> **Exercise directions**: Write each record again exactly as it stands.

> **Material provided**:

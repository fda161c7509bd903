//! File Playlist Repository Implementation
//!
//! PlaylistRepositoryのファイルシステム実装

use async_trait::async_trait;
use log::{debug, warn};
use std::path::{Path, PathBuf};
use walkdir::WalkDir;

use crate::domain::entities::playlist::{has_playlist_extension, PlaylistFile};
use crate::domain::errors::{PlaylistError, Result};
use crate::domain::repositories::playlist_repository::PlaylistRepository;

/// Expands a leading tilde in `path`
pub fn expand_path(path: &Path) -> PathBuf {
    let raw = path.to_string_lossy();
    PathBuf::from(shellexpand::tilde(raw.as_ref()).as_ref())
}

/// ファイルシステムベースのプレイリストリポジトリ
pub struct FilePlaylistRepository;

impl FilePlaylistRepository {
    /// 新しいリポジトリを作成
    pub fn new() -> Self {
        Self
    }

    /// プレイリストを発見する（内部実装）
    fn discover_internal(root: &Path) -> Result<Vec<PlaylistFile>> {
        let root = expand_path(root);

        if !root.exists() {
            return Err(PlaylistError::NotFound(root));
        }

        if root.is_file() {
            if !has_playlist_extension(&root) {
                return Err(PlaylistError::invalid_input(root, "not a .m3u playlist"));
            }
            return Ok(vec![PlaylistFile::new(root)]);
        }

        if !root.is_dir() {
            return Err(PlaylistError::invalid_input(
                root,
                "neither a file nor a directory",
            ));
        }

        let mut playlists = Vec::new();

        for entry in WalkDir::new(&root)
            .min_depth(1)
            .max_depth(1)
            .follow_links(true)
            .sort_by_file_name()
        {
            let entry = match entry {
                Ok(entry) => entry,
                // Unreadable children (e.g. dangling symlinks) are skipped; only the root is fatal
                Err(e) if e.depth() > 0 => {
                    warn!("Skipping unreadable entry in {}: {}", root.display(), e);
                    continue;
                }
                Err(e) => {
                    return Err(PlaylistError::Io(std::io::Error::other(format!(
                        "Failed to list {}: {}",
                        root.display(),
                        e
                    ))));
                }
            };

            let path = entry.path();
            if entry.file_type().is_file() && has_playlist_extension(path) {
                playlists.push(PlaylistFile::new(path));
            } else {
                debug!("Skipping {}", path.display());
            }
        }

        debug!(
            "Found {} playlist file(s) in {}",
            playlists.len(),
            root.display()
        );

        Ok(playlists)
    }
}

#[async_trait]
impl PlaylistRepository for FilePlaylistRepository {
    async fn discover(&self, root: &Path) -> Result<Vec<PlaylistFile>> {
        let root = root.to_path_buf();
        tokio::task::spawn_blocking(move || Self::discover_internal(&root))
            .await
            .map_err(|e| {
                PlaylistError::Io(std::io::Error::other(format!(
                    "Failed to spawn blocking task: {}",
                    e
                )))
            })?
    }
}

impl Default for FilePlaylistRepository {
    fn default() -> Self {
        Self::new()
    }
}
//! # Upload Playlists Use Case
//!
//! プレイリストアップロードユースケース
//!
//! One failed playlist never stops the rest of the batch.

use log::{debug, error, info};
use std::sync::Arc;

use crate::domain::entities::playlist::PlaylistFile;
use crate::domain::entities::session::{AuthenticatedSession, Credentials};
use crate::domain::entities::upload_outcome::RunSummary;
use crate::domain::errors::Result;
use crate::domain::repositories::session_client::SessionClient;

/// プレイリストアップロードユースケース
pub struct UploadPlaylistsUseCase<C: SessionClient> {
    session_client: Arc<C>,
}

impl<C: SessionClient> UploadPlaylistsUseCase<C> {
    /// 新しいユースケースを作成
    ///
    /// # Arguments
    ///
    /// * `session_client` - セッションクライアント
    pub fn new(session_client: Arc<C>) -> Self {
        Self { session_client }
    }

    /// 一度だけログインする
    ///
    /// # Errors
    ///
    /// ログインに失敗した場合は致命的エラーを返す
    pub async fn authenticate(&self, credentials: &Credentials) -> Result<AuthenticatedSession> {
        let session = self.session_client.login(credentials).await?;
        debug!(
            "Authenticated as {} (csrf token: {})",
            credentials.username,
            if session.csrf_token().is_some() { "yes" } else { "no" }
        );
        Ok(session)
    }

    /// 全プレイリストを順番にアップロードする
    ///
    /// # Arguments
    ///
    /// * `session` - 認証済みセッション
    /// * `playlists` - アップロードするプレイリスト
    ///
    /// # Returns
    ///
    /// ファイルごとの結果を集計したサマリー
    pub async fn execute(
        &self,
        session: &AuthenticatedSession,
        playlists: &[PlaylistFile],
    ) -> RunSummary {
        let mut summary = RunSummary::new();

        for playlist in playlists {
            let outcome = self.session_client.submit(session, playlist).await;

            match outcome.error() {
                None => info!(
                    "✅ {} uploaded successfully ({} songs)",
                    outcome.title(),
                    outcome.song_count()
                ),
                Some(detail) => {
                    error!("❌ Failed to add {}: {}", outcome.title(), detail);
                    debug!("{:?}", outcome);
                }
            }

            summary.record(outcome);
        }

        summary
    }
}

> **Task response**:
repository fda161c7509bd903
//! File Playlist Repository Implementation
//!
//! PlaylistRepositoryのファイルシステム実装

use async_trait::async_trait;
use log::{debug, warn};
use std::path::{Path, PathBuf};
use walkdir::WalkDir;

use crate::domain::entities::playlist::{has_playlist_extension, PlaylistFile};
use crate::domain::errors::{PlaylistError, Result};
use crate::domain::repositories::playlist_repository::PlaylistRepository;

/// Expands a leading tilde in `path`
pub fn expand_path(path: &Path) -> PathBuf {
    let raw = path.to_string_lossy();
    PathBuf::from(shellexpand::tilde(raw.as_ref()).as_ref())
}

/// ファイルシステムベースのプレイリストリポジトリ
pub struct FilePlaylistRepository;

impl FilePlaylistRepository {
    /// 新しいリポジトリを作成
    pub fn new() -> Self {
        Self
    }

    /// プレイリストを発見する（内部実装）
    fn discover_internal(root: &Path) -> Result<Vec<PlaylistFile>> {
        let root = expand_path(root);

        if !root.exists() {
            return Err(PlaylistError::NotFound(root));
        }

        if root.is_file() {
            if !has_playlist_extension(&root) {
                return Err(PlaylistError::invalid_input(root, "not a .m3u playlist"));
            }
            return Ok(vec![PlaylistFile::new(root)]);
        }

        if !root.is_dir() {
            return Err(PlaylistError::invalid_input(
                root,
                "neither a file nor a directory",
            ));
        }

        let mut playlists = Vec::new();

        for entry in WalkDir::new(&root)
            .min_depth(1)
            .max_depth(1)
            .follow_links(true)
            .sort_by_file_name()
        {
            let entry = match entry {
                Ok(entry) => entry,
                // Unreadable children (e.g. dangling symlinks) are skipped; only the root is fatal
                Err(e) if e.depth() > 0 => {
                    warn!("Skipping unreadable entry in {}: {}", root.display(), e);
                    continue;
                }
                Err(e) => {
                    return Err(PlaylistError::Io(std::io::Error::other(format!(
                        "Failed to list {}: {}",
                        root.display(),
                        e
                    ))));
                }
            };

            let path = entry.path();
            if entry.file_type().is_file() && has_playlist_extension(path) {
                playlists.push(PlaylistFile::new(path));
            } else {
                debug!("Skipping {}", path.display());
            }
        }

        debug!(
            "Found {} playlist file(s) in {}",
            playlists.len(),
            root.display()
        );

        Ok(playlists)
    }
}

#[async_trait]
impl PlaylistRepository for FilePlaylistRepository {
    async fn discover(&self, root: &Path) -> Result<Vec<PlaylistFile>> {
        let root = root.to_path_buf();
        tokio::task::spawn_blocking(move || Self::discover_internal(&root))
            .await
            .map_err(|e| {
                PlaylistError::Io(std::io::Error::other(format!(
                    "Failed to spawn blocking task: {}",
                    e
                )))
            })?
    }
}

impl Default for FilePlaylistRepository {
    fn default() -> Self {
        Self::new()
    }
}
//! # Upload Playlists Use Case
//!
//! プレイリストアップロードユースケース
//!
//! One failed playlist never stops the rest of the batch.

use log::{debug, error, info};
use std::sync::Arc;

use crate::domain::entities::playlist::PlaylistFile;
use crate::domain::entities::session::{AuthenticatedSession, Credentials};
use crate::domain::entities::upload_outcome::RunSummary;
use crate::domain::errors::Result;
use crate::domain::repositories::session_client::SessionClient;

/// プレイリストアップロードユースケース
pub struct UploadPlaylistsUseCase<C: SessionClient> {
    session_client: Arc<C>,
}

impl<C: SessionClient> UploadPlaylistsUseCase<C> {
    /// 新しいユースケースを作成
    ///
    /// # Arguments
    ///
    /// * `session_client` - セッションクライアント
    pub fn new(session_client: Arc<C>) -> Self {
        Self { session_client }
    }

    /// 一度だけログインする
    ///
    /// # Errors
    ///
    /// ログインに失敗した場合は致命的エラーを返す
    pub async fn authenticate(&self, credentials: &Credentials) -> Result<AuthenticatedSession> {
        let session = self.session_client.login(credentials).await?;
        debug!(
            "Authenticated as {} (csrf token: {})",
            credentials.username,
            if session.csrf_token().is_some() { "yes" } else { "no" }
        );
        Ok(session)
    }

    /// 全プレイリストを順番にアップロードする
    ///
    /// # Arguments
    ///
    /// * `session` - 認証済みセッション
    /// * `playlists` - アップロードするプレイリスト
    ///
    /// # Returns
    ///
    /// ファイルごとの結果を集計したサマリー
    pub async fn execute(
        &self,
        session: &AuthenticatedSession,
        playlists: &[PlaylistFile],
    ) -> RunSummary {
        let mut summary = RunSummary::new();

        for playlist in playlists {
            let outcome = self.session_client.submit(session, playlist).await;

            match outcome.error() {
                None => info!(
                    "✅ {} uploaded successfully ({} songs)",
                    outcome.title(),
                    outcome.song_count()
                ),
                Some(detail) => {
                    error!("❌ Failed to add {}: {}", outcome.title(), detail);
                    debug!("{:?}", outcome);
                }
            }

            summary.record(outcome);
        }

        summary
    }
}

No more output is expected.